ASSIGNMENT:
Repeat, exactly as written, the lines of the records below from the first through the line with "pub struct CategoryView", but none past it.
====== WORKING DATA
//! Products of one category.

use crate::catalog::{load_listing, CatalogListing, CatalogQuery, CatalogReader, Product};
use crate::error::CatalogError;
use crate::views::{FetchTicket, TeardownHandle, ViewLifecycle};

/// Render state of a category page.
#[derive(Debug, Clone, PartialEq)]
pub enum CategoryState {
    /// Read in flight.
    Loading,
    /// Products to list.
    Loaded(Vec<Product>),
    /// The category has no products.
    Empty,
    /// The catalog could not be read.
    Failed(CatalogError),
}

/// View model for `/category/{name}`.
#[derive(Debug)]
pub struct CategoryView {
    category: String,
    lifecycle: ViewLifecycle,
    state: CategoryState,
}

impl CategoryView {
    /// Create the view for a category name, matched exactly.
    pub fn new(category: impl Into<String>) -> Self {
        Self {
            category: category.into(),
            lifecycle: ViewLifecycle::new("category"),
            state: CategoryState::Loading,
        }
    }

    /// The category being shown.
    pub fn category(&self) -> &str {
        &self.category
    }

    /// Page heading, e.g. "shoes Products".
    pub fn title(&self) -> String {
        format!("{} Products", self.category)
    }

    /// Query this view issues.
    pub fn query(&self) -> CatalogQuery {
        CatalogQuery::category(self.category.clone())
    }

    /// Start a catalog read.
    pub fn begin_fetch(&mut self) -> FetchTicket {
        self.lifecycle.begin_fetch()
    }

    /// Store a finished read. Returns false when the result was stale.
    pub fn apply(&mut self, ticket: FetchTicket, listing: CatalogListing) -> bool {
        if !self.lifecycle.accepts(ticket) {
            return false;
        }
        self.state = match listing.error {
            Some(e) => CategoryState::Failed(e),
            None if listing.products.is_empty() => CategoryState::Empty,
            None => CategoryState::Loaded(listing.products),
        };
        true
    }

    /// Read the category and store it if the view is still current.
    pub async fn refresh<R>(&mut self, reader: &R) -> bool
    where
        R: CatalogReader + ?Sized,
    {
        let ticket = self.begin_fetch();
        let listing = load_listing(reader, &self.query()).await;
        self.apply(ticket, listing)
    }

    /// Current render state.
    pub fn state(&self) -> &CategoryState {
        &self.state
    }

    /// Handle for unmounting the view from navigation code.
    pub fn teardown_handle(&self) -> TeardownHandle {
        self.lifecycle.teardown_handle()
    }
}
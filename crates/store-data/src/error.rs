//! HTTP client error types.

use thiserror::Error;

/// Errors that can occur when talking to the content store.
#[derive(Error, Debug)]
pub enum FetchError {
    /// Failed to send the request.
    #[error("Request failed: {0}")]
    RequestError(String),

    /// Invalid URL or store configuration.
    #[error("Invalid URL: {0}")]
    InvalidUrl(String),

    /// HTTP error response.
    #[error("HTTP {status}: {message}")]
    HttpError { status: u16, message: String },

    /// Failed to parse response body.
    #[error("Failed to parse response: {0}")]
    ParseError(String),

    /// Request timeout.
    #[error("Request timed out")]
    Timeout,
}

impl From<reqwest::Error> for FetchError {
    fn from(e: reqwest::Error) -> Self {
        if e.is_timeout() {
            FetchError::Timeout
        } else if e.is_builder() {
            FetchError::InvalidUrl(e.to_string())
        } else {
            FetchError::RequestError(e.to_string())
        }
    }
}
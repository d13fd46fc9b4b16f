//! Framework-free view models for the storefront pages.
//!
//! Views read the catalog through a [`CatalogReader`](crate::catalog::CatalogReader)
//! and mutate the session cart through an injected
//! [`CartStore`](crate::cart::CartStore). Rendering is left to the caller.

mod category;
mod checkout;
mod detail;
mod lifecycle;
mod listing;

pub use category::{CategoryState, CategoryView};
pub use checkout::CheckoutView;
pub use detail::ProductDetailView;
pub use lifecycle::{FetchTicket, TeardownHandle, ViewLifecycle};
pub use listing::{ListingStatus, ListingView};

/// Shown when the search leaves nothing to display.
pub const NO_SEARCH_RESULTS: &str = "No products found matching your search.";
/// Shown when the catalog could not be read.
pub const FETCH_FAILED: &str = "Error fetching products. Please try again later.";
/// Shown for a category without products.
pub const CATEGORY_EMPTY: &str = "No products found in this category.";
/// Shown for an unknown product id.
pub const PRODUCT_NOT_FOUND: &str = "Product not found.";
/// Shown for an empty cart.
pub const CART_EMPTY: &str = "Your cart is empty.";
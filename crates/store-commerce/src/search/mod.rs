//! Search module.

mod filter;

pub use filter::{filter_products, SearchFilter};
//! HTTP response handling.

use crate::FetchError;
use serde::de::DeserializeOwned;
use std::collections::HashMap;

/// An HTTP response.
#[derive(Debug, Clone)]
pub struct Response {
    /// The HTTP status code.
    pub status: u16,
    /// The response headers.
    pub headers: HashMap<String, String>,
    /// The response body.
    pub body: Vec<u8>,
}

impl Response {
    /// Create a new response.
    pub fn new(status: u16, headers: HashMap<String, String>, body: Vec<u8>) -> Self {
        Self {
            status,
            headers,
            body,
        }
    }

    /// A 200 response carrying a JSON body.
    pub fn json_ok(body: impl Into<Vec<u8>>) -> Self {
        let mut headers = HashMap::new();
        headers.insert("Content-Type".to_string(), "application/json".to_string());
        Self::new(200, headers, body.into())
    }

    /// Check if the response was successful (2xx status).
    pub fn is_success(&self) -> bool {
        (200..300).contains(&self.status)
    }

    /// Get the response body as text.
    pub fn text(&self) -> Result<String, FetchError> {
        String::from_utf8(self.body.clone())
            .map_err(|e| FetchError::ParseError(format!("Invalid UTF-8: {}", e)))
    }

    /// Parse the response body as JSON.
    pub fn json<T: DeserializeOwned>(&self) -> Result<T, FetchError> {
        serde_json::from_slice(&self.body).map_err(|e| FetchError::ParseError(e.to_string()))
    }

    /// Convert to a Result, returning an error for non-2xx status codes.
    pub fn error_for_status(self) -> Result<Self, FetchError> {
        if self.is_success() {
            Ok(self)
        } else {
            let message = self.text().unwrap_or_else(|_| "Unknown error".to_string());
            Err(FetchError::HttpError {
                status: self.status,
                message,
            })
        }
    }
}

#[cfg(test)]
mod tests {
    use super::*;

    fn make_response(status: u16, body: &[u8]) -> Response {
        Response::new(status, HashMap::new(), body.to_vec())
    }

    #[test]
    fn test_response_is_success() {
        assert!(make_response(200, b"").is_success());
        assert!(make_response(299, b"").is_success());
        assert!(!make_response(199, b"").is_success());
        assert!(!make_response(404, b"").is_success());
    }

    #[test]
    fn test_response_json() {
        let resp = Response::json_ok(br#"{"ms": 3}"#.to_vec());
        let value: serde_json::Value = resp.json().unwrap();
        assert_eq!(value["ms"], 3);
        assert!(make_response(200, b"not json")
            .json::<serde_json::Value>()
            .is_err());
    }

    #[test]
    fn test_error_for_status_keeps_body() {
        let err = make_response(403, b"forbidden").error_for_status().unwrap_err();
        match err {
            FetchError::HttpError { status, message } => {
                assert_eq!(status, 403);
                assert_eq!(message, "forbidden");
            }
            other => panic!("unexpected error {:?}", other),
        }
    }
}
//! Cart and cart line types.

use crate::catalog::Product;
use crate::ids::ProductId;
use crate::money::{Currency, Money};
use serde::{Deserialize, Serialize};

/// A shopping cart.
///
/// Holds at most one line per product id, in the order products were first
/// added. Every operation is total: unknown ids are ignored and quantities
/// never drop below one.
#[derive(Debug, Clone, Serialize, Deserialize, PartialEq, Default)]
pub struct Cart {
    lines: Vec<CartLine>,
    currency: Currency,
}

impl Cart {
    /// Create an empty cart priced in the default currency.
    pub fn new() -> Self {
        Self::default()
    }

    /// Add one unit of `product`.
    ///
    /// Bumps the existing line for the product or appends a new line with
    /// quantity 1. Stock levels are not checked.
    pub fn add_to_cart(&mut self, product: &Product) {
        if let Some(line) = self.line_mut(&product.id) {
            line.quantity = line.quantity.saturating_add(1);
            return;
        }
        self.lines.push(CartLine::new(product.clone()));
    }

    /// Change the quantity of a line by `delta`, flooring at 1.
    ///
    /// Does nothing when the product is not in the cart. A large negative
    /// delta leaves the line at quantity 1; removal only happens through
    /// [`Cart::remove_from_cart`].
    pub fn update_quantity(&mut self, product_id: &ProductId, delta: i64) {
        if let Some(line) = self.line_mut(product_id) {
            let target = i64::from(line.quantity).saturating_add(delta);
            line.quantity = target.clamp(1, i64::from(u32::MAX)) as u32;
        }
    }

    /// Drop the line for `product_id`. Absent ids are ignored.
    pub fn remove_from_cart(&mut self, product_id: &ProductId) {
        self.lines.retain(|line| &line.product.id != product_id);
    }

    /// Lines in insertion order.
    pub fn lines(&self) -> &[CartLine] {
        &self.lines
    }

    /// Get the line for a product.
    pub fn line(&self, product_id: &ProductId) -> Option<&CartLine> {
        self.lines.iter().find(|line| &line.product.id == product_id)
    }

    /// Quantity held for a product, zero when absent.
    pub fn quantity_of(&self, product_id: &ProductId) -> u32 {
        self.line(product_id).map_or(0, |line| line.quantity)
    }

    /// Number of distinct products.
    pub fn line_count(&self) -> usize {
        self.lines.len()
    }

    /// Sum of all quantities.
    pub fn total_quantity(&self) -> u64 {
        self.lines.iter().map(|line| u64::from(line.quantity)).sum()
    }

    /// Sum of `price x quantity` over all lines.
    pub fn subtotal(&self) -> Money {
        self.lines
            .iter()
            .fold(Money::zero(self.currency), |acc, line| {
                acc.saturating_add(&line.subtotal())
            })
    }

    /// Currency the cart totals are expressed in.
    pub fn currency(&self) -> Currency {
        self.currency
    }

    /// Check if cart is empty.
    pub fn is_empty(&self) -> bool {
        self.lines.is_empty()
    }

    fn line_mut(&mut self, product_id: &ProductId) -> Option<&mut CartLine> {
        self.lines
            .iter_mut()
            .find(|line| &line.product.id == product_id)
    }
}

/// One product and how many units of it the shopper wants.
#[derive(Debug, Clone, Serialize, Deserialize, PartialEq)]
pub struct CartLine {
    /// The product, as it was when first added.
    pub product: Product,
    /// Always at least 1.
    pub quantity: u32,
}

impl CartLine {
    fn new(product: Product) -> Self {
        Self {
            product,
            quantity: 1,
        }
    }

    /// Product id of this line.
    pub fn product_id(&self) -> &ProductId {
        &self.product.id
    }

    /// Unit price times quantity.
    pub fn subtotal(&self) -> Money {
        self.product.price.saturating_mul(self.quantity)
    }
}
============
EXERCISE ANSWER:
//! Products of one category.

use crate::catalog::{load_listing, CatalogListing, CatalogQuery, CatalogReader, Product};
use crate::error::CatalogError;
use crate::views::{FetchTicket, TeardownHandle, ViewLifecycle};

/// Render state of a category page.
#[derive(Debug, Clone, PartialEq)]
pub enum CategoryState {
    /// Read in flight.
    Loading,
    /// Products to list.
    Loaded(Vec<Product>),
    /// The category has no products.
    Empty,
    /// The catalog could not be read.
    Failed(CatalogError),
}

/// View model for `/category/{name}`.
#[derive(Debug)]
pub struct CategoryView {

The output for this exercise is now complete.